WORK INSTRUCTION
Scan the data below for lines holding the word "const", and copy each line found.

______________________________

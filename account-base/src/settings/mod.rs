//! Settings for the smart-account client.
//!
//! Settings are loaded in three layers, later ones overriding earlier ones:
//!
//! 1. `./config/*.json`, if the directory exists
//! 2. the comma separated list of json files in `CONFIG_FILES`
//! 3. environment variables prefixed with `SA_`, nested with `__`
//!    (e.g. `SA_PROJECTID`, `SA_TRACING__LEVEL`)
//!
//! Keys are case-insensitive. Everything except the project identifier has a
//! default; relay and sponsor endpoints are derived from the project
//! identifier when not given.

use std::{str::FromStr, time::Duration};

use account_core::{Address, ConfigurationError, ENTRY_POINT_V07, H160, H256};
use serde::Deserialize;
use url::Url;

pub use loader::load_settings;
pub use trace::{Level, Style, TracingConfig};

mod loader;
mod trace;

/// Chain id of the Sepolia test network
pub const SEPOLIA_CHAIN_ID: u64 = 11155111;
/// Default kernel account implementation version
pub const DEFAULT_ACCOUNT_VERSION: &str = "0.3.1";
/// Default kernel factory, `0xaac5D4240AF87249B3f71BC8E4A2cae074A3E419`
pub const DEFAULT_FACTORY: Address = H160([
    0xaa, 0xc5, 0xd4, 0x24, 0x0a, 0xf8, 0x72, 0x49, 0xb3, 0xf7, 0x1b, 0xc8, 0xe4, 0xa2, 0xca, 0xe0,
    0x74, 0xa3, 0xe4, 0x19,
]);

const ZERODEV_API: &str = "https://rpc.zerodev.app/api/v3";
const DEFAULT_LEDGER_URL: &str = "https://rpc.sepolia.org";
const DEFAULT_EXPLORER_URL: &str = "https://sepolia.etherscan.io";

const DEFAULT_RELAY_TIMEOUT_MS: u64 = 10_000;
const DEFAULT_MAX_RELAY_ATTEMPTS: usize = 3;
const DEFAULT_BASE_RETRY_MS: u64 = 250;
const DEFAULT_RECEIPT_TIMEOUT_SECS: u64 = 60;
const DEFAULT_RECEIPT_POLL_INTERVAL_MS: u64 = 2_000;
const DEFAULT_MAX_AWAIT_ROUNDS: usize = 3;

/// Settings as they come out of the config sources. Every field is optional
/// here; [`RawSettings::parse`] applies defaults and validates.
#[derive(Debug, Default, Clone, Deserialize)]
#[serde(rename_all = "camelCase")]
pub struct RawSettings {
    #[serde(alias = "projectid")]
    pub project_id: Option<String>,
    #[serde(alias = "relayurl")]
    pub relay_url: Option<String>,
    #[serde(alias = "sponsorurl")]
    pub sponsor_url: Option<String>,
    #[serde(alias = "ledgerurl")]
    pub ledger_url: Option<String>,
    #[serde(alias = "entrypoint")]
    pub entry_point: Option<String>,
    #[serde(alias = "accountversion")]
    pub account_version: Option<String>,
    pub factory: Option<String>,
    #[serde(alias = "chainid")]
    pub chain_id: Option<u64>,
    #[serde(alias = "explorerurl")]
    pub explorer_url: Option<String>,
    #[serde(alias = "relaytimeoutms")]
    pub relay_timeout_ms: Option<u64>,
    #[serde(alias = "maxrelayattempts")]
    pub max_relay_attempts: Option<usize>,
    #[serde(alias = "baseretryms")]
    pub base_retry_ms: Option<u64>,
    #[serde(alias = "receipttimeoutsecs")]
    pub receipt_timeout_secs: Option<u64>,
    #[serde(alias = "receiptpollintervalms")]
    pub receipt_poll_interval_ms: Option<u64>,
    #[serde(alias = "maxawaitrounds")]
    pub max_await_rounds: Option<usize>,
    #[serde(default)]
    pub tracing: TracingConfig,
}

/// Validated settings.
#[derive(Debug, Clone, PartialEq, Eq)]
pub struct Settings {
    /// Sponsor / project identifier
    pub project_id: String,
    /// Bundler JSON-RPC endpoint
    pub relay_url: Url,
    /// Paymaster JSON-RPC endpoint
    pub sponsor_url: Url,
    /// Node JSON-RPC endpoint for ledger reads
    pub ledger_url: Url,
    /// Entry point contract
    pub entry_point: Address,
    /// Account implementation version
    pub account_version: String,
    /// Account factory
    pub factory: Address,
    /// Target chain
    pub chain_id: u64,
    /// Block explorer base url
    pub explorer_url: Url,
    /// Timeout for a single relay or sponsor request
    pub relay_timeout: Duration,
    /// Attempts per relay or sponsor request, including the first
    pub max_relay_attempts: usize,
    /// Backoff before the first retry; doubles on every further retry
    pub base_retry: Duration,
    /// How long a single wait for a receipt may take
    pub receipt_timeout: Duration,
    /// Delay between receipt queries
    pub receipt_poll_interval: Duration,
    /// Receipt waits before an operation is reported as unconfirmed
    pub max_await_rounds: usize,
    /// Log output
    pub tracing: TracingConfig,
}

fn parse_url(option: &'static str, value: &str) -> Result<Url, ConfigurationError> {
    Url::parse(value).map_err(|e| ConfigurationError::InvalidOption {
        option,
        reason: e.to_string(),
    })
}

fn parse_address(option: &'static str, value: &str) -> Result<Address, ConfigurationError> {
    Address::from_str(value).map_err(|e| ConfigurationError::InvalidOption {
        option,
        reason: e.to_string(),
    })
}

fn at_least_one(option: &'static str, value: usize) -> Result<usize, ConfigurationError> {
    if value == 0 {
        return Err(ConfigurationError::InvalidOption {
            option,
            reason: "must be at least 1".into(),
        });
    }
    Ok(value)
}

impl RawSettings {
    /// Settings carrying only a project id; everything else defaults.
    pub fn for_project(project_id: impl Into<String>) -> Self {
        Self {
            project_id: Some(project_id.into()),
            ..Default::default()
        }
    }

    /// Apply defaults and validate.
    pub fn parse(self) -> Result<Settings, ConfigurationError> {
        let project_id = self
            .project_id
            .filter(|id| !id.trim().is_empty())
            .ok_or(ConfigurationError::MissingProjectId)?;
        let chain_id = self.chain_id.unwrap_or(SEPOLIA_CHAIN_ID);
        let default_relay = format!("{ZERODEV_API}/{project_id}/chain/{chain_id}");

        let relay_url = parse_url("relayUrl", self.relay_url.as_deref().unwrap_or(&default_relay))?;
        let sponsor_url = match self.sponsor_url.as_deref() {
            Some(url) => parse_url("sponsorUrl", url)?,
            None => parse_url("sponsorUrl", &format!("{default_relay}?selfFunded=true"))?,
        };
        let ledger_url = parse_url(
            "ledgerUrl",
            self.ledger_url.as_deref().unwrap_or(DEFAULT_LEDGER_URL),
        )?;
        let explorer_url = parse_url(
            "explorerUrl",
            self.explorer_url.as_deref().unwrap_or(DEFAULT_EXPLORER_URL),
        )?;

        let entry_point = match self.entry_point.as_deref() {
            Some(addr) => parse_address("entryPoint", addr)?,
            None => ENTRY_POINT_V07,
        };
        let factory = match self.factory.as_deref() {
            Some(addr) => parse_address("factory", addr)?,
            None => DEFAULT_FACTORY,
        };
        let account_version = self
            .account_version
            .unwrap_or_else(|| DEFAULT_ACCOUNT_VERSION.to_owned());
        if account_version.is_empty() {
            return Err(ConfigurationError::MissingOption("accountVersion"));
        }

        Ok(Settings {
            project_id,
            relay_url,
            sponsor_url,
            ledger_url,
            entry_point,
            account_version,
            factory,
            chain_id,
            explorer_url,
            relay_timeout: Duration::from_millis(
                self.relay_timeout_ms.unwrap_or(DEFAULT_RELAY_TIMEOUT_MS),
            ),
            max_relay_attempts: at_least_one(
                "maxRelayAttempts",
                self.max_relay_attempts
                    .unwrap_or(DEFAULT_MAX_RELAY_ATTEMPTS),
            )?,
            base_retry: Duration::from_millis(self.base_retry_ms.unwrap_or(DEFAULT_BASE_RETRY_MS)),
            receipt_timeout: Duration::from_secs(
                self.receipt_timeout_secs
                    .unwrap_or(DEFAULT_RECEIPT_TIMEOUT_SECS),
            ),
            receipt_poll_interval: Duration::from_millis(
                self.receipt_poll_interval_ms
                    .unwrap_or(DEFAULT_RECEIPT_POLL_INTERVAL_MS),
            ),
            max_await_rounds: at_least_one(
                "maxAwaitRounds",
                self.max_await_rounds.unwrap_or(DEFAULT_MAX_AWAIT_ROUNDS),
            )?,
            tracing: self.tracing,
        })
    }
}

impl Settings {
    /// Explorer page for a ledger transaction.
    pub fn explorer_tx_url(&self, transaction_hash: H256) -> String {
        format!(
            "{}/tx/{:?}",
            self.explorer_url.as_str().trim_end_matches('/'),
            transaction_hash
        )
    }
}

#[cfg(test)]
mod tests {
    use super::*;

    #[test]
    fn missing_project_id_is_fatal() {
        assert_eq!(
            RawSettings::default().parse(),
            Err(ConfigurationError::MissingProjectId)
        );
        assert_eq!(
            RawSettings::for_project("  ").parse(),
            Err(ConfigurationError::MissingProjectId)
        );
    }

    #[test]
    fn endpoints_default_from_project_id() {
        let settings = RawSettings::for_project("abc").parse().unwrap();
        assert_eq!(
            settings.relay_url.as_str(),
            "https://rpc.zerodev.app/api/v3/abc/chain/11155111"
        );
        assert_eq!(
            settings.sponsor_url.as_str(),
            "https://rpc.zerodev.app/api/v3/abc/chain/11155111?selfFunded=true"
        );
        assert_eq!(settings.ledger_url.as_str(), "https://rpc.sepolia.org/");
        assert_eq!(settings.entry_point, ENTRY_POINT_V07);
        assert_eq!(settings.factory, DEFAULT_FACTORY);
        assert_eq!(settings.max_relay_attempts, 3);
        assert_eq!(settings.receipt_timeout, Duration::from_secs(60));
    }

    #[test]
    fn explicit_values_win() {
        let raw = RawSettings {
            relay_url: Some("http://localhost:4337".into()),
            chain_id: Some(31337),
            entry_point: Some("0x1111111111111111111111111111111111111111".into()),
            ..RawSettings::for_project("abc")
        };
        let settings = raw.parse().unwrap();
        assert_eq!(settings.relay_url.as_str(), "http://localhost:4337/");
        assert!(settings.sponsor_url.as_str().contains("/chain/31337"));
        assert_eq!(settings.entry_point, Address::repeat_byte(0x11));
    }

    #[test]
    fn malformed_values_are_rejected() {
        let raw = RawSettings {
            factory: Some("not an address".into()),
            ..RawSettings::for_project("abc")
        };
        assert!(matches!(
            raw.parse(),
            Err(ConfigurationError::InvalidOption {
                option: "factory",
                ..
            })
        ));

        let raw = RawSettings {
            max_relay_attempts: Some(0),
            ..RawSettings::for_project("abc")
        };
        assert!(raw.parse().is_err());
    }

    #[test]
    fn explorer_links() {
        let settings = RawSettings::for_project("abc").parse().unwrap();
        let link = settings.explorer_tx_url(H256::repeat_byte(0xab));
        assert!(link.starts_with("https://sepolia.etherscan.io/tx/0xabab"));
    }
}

______________________________

REPLY
pub const SEPOLIA_CHAIN_ID: u64 = 11155111;
pub const DEFAULT_ACCOUNT_VERSION: &str = "0.3.1";
pub const DEFAULT_FACTORY: Address = H160([
const ZERODEV_API: &str = "https://rpc.zerodev.app/api/v3";
const DEFAULT_LEDGER_URL: &str = "https://rpc.sepolia.org";
const DEFAULT_EXPLORER_URL: &str = "https://sepolia.etherscan.io";
const DEFAULT_RELAY_TIMEOUT_MS: u64 = 10_000;
const DEFAULT_MAX_RELAY_ATTEMPTS: usize = 3;
const DEFAULT_BASE_RETRY_MS: u64 = 250;
const DEFAULT_RECEIPT_TIMEOUT_SECS: u64 = 60;
const DEFAULT_RECEIPT_POLL_INTERVAL_MS: u64 = 2_000;
const DEFAULT_MAX_AWAIT_ROUNDS: usize = 3;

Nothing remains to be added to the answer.